▶ Task statement
Set down the entries below once more, precisely as they stand.

Data records:
/*
* Licensed to Elasticsearch B.V. under one or more contributor
* license agreements. See the NOTICE file distributed with
* this work for additional information regarding copyright
* ownership. Elasticsearch B.V. licenses this file to you under
* the Apache License, Version 2.0 (the "License"); you may
* not use this file except in compliance with the License.
* You may obtain a copy of the License at
*
*  http://www.apache.org/licenses/LICENSE-2.0
*
* Unless required by applicable law or agreed to in writing,
* software distributed under the License is distributed on an
* "AS IS" BASIS, WITHOUT WARRANTIES OR CONDITIONS OF ANY
* KIND, either express or implied.  See the License for the
* specific language governing permissions and limitations
* under the License.
*/

use pointcloud::*;

use super::node::NodeData;
use super::*;
use crate::query_interface::{Neighborhood, QueryOptions};

/// A tree whose kind was picked at runtime, see [`SpatialTreeBuilder::build`].
#[derive(Debug)]
pub enum SpatialIndex<D: PointCloud, M: Metric> {
    /// Built with box bounds
    Kd(KdTree<D, M>),
    /// Built with ball bounds
    Ball(BallTree<D, M>),
}

macro_rules! dispatch {
    ($self:ident, $tree:ident => $body:expr) => {
        match $self {
            SpatialIndex::Kd($tree) => $body,
            SpatialIndex::Ball($tree) => $body,
        }
    };
}

impl<D: PointCloud, M: Metric> SpatialIndex<D, M> {
    /// Never `Auto`
    pub fn kind(&self) -> TreeKind {
        dispatch!(self, tree => tree.kind())
    }

    ///
    pub fn len(&self) -> usize {
        dispatch!(self, tree => tree.len())
    }

    ///
    pub fn is_empty(&self) -> bool {
        dispatch!(self, tree => tree.is_empty())
    }

    ///
    pub fn dim(&self) -> usize {
        dispatch!(self, tree => tree.dim())
    }

    ///
    pub fn leaf_size(&self) -> usize {
        dispatch!(self, tree => tree.leaf_size())
    }

    ///
    pub fn levels(&self) -> usize {
        dispatch!(self, tree => tree.levels())
    }

    /// The indexed data
    pub fn point_cloud(&self) -> &D {
        dispatch!(self, tree => tree.point_cloud())
    }

    ///
    pub fn metric(&self) -> &M {
        dispatch!(self, tree => tree.metric())
    }

    /// See [`SpatialTree::idx_array`]
    pub fn idx_array(&self) -> &[PointIndex] {
        dispatch!(self, tree => tree.idx_array())
    }

    /// See [`SpatialTree::nodes`]
    pub fn nodes(&self) -> &[NodeData] {
        dispatch!(self, tree => tree.nodes())
    }

    /// See [`SpatialTree::query`]
    pub fn query<Q: PointCloud>(
        &self,
        queries: &Q,
        k: usize,
        options: &QueryOptions,
    ) -> IndexResult<Neighborhood> {
        dispatch!(self, tree => tree.query(queries, k, options))
    }

    /// See [`SpatialTree::query_radius`]
    pub fn query_radius<Q: PointCloud>(
        &self,
        queries: &Q,
        radius: f32,
        options: &QueryOptions,
    ) -> IndexResult<Neighborhood> {
        dispatch!(self, tree => tree.query_radius(queries, radius, options))
    }

    /// See [`SpatialTree::knn`]
    pub fn knn(&self, point: &[f32], k: usize) -> IndexResult<Vec<(f32, PointIndex)>> {
        dispatch!(self, tree => tree.knn(point, k))
    }

    /// See [`SpatialTree::radius`]
    pub fn radius(&self, point: &[f32], radius: f32) -> IndexResult<Vec<(f32, PointIndex)>> {
        dispatch!(self, tree => tree.radius(point, radius))
    }
}

impl<D: PointCloud, M: Metric> From<KdTree<D, M>> for SpatialIndex<D, M> {
    fn from(tree: KdTree<D, M>) -> Self {
        SpatialIndex::Kd(tree)
    }
}

impl<D: PointCloud, M: Metric> From<BallTree<D, M>> for SpatialIndex<D, M> {
    fn from(tree: BallTree<D, M>) -> Self {
        SpatialIndex::Ball(tree)
    }
}

#[cfg(test)]
mod tests {
    use super::*;
    use crate::tree::tree::tests::grid;

    #[test]
    fn both_kinds_answer_the_same() {
        let cloud = grid(8);
        let mut builder = SpatialTreeBuilder::new();
        builder.set_leaf_size(3).set_kind(TreeKind::Kd);
        let kd = builder.build(&cloud, L1).unwrap();
        builder.set_kind(TreeKind::Ball);
        let ball = builder.build(&cloud, L1).unwrap();
        assert_eq!(kd.kind(), TreeKind::Kd);
        assert_eq!(ball.kind(), TreeKind::Ball);
        assert_eq!(kd.len(), 64);
        assert_eq!(ball.dim(), 2);

        let a = kd.knn(&[3.2, 2.0], 6).unwrap();
        let b = ball.knn(&[3.2, 2.0], 6).unwrap();
        for (x, y) in a.iter().zip(&b) {
            assert_approx_eq!(x.0, y.0);
        }
        assert_eq!(
            kd.radius(&[3.2, 2.0], 1.5).unwrap().len(),
            ball.radius(&[3.2, 2.0], 1.5).unwrap().len()
        );
    }
}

▶ Output for this exercise
/*
* Licensed to Elasticsearch B.V. under one or more contributor
* license agreements. See the NOTICE file distributed with
* this work for additional information regarding copyright
* ownership. Elasticsearch B.V. licenses this file to you under
* the Apache License, Version 2.0 (the "License"); you may
* not use this file except in compliance with the License.
* You may obtain a copy of the License at
*
*  http://www.apache.org/licenses/LICENSE-2.0
*
* Unless required by applicable law or agreed to in writing,
* software distributed under the License is distributed on an
* "AS IS" BASIS, WITHOUT WARRANTIES OR CONDITIONS OF ANY
* KIND, either express or implied.  See the License for the
* specific language governing permissions and limitations
* under the License.
*/

use pointcloud::*;

use super::node::NodeData;
use super::*;
use crate::query_interface::{Neighborhood, QueryOptions};

/// A tree whose kind was picked at runtime, see [`SpatialTreeBuilder::build`].
#[derive(Debug)]
pub enum SpatialIndex<D: PointCloud, M: Metric> {
    /// Built with box bounds
    Kd(KdTree<D, M>),
    /// Built with ball bounds
    Ball(BallTree<D, M>),
}

macro_rules! dispatch {
    ($self:ident, $tree:ident => $body:expr) => {
        match $self {
            SpatialIndex::Kd($tree) => $body,
            SpatialIndex::Ball($tree) => $body,
        }
    };
}

impl<D: PointCloud, M: Metric> SpatialIndex<D, M> {
    /// Never `Auto`
    pub fn kind(&self) -> TreeKind {
        dispatch!(self, tree => tree.kind())
    }

    ///
    pub fn len(&self) -> usize {
        dispatch!(self, tree => tree.len())
    }

    ///
    pub fn is_empty(&self) -> bool {
        dispatch!(self, tree => tree.is_empty())
    }

    ///
    pub fn dim(&self) -> usize {
        dispatch!(self, tree => tree.dim())
    }

    ///
    pub fn leaf_size(&self) -> usize {
        dispatch!(self, tree => tree.leaf_size())
    }

    ///
    pub fn levels(&self) -> usize {
        dispatch!(self, tree => tree.levels())
    }

    /// The indexed data
    pub fn point_cloud(&self) -> &D {
        dispatch!(self, tree => tree.point_cloud())
    }

    ///
    pub fn metric(&self) -> &M {
        dispatch!(self, tree => tree.metric())
    }

    /// See [`SpatialTree::idx_array`]
    pub fn idx_array(&self) -> &[PointIndex] {
        dispatch!(self, tree => tree.idx_array())
    }

    /// See [`SpatialTree::nodes`]
    pub fn nodes(&self) -> &[NodeData] {
        dispatch!(self, tree => tree.nodes())
    }

    /// See [`SpatialTree::query`]
    pub fn query<Q: PointCloud>(
        &self,
        queries: &Q,
        k: usize,
        options: &QueryOptions,
    ) -> IndexResult<Neighborhood> {
        dispatch!(self, tree => tree.query(queries, k, options))
    }

    /// See [`SpatialTree::query_radius`]
    pub fn query_radius<Q: PointCloud>(
        &self,
        queries: &Q,
        radius: f32,
        options: &QueryOptions,
    ) -> IndexResult<Neighborhood> {
        dispatch!(self, tree => tree.query_radius(queries, radius, options))
    }

    /// See [`SpatialTree::knn`]
    pub fn knn(&self, point: &[f32], k: usize) -> IndexResult<Vec<(f32, PointIndex)>> {
        dispatch!(self, tree => tree.knn(point, k))
    }

    /// See [`SpatialTree::radius`]
    pub fn radius(&self, point: &[f32], radius: f32) -> IndexResult<Vec<(f32, PointIndex)>> {
        dispatch!(self, tree => tree.radius(point, radius))
    }
}

impl<D: PointCloud, M: Metric> From<KdTree<D, M>> for SpatialIndex<D, M> {
    fn from(tree: KdTree<D, M>) -> Self {
        SpatialIndex::Kd(tree)
    }
}

impl<D: PointCloud, M: Metric> From<BallTree<D, M>> for SpatialIndex<D, M> {
    fn from(tree: BallTree<D, M>) -> Self {
        SpatialIndex::Ball(tree)
    }
}

#[cfg(test)]
mod tests {
    use super::*;
    use crate::tree::tree::tests::grid;

    #[test]
    fn both_kinds_answer_the_same() {
        let cloud = grid(8);
        let mut builder = SpatialTreeBuilder::new();
        builder.set_leaf_size(3).set_kind(TreeKind::Kd);
        let kd = builder.build(&cloud, L1).unwrap();
        builder.set_kind(TreeKind::Ball);
        let ball = builder.build(&cloud, L1).unwrap();
        assert_eq!(kd.kind(), TreeKind::Kd);
        assert_eq!(ball.kind(), TreeKind::Ball);
        assert_eq!(kd.len(), 64);
        assert_eq!(ball.dim(), 2);

        let a = kd.knn(&[3.2, 2.0], 6).unwrap();
        let b = ball.knn(&[3.2, 2.0], 6).unwrap();
        for (x, y) in a.iter().zip(&b) {
            assert_approx_eq!(x.0, y.0);
        }
        assert_eq!(
            kd.radius(&[3.2, 2.0], 1.5).unwrap().len(),
            ball.radius(&[3.2, 2.0], 1.5).unwrap().len()
        );
    }
}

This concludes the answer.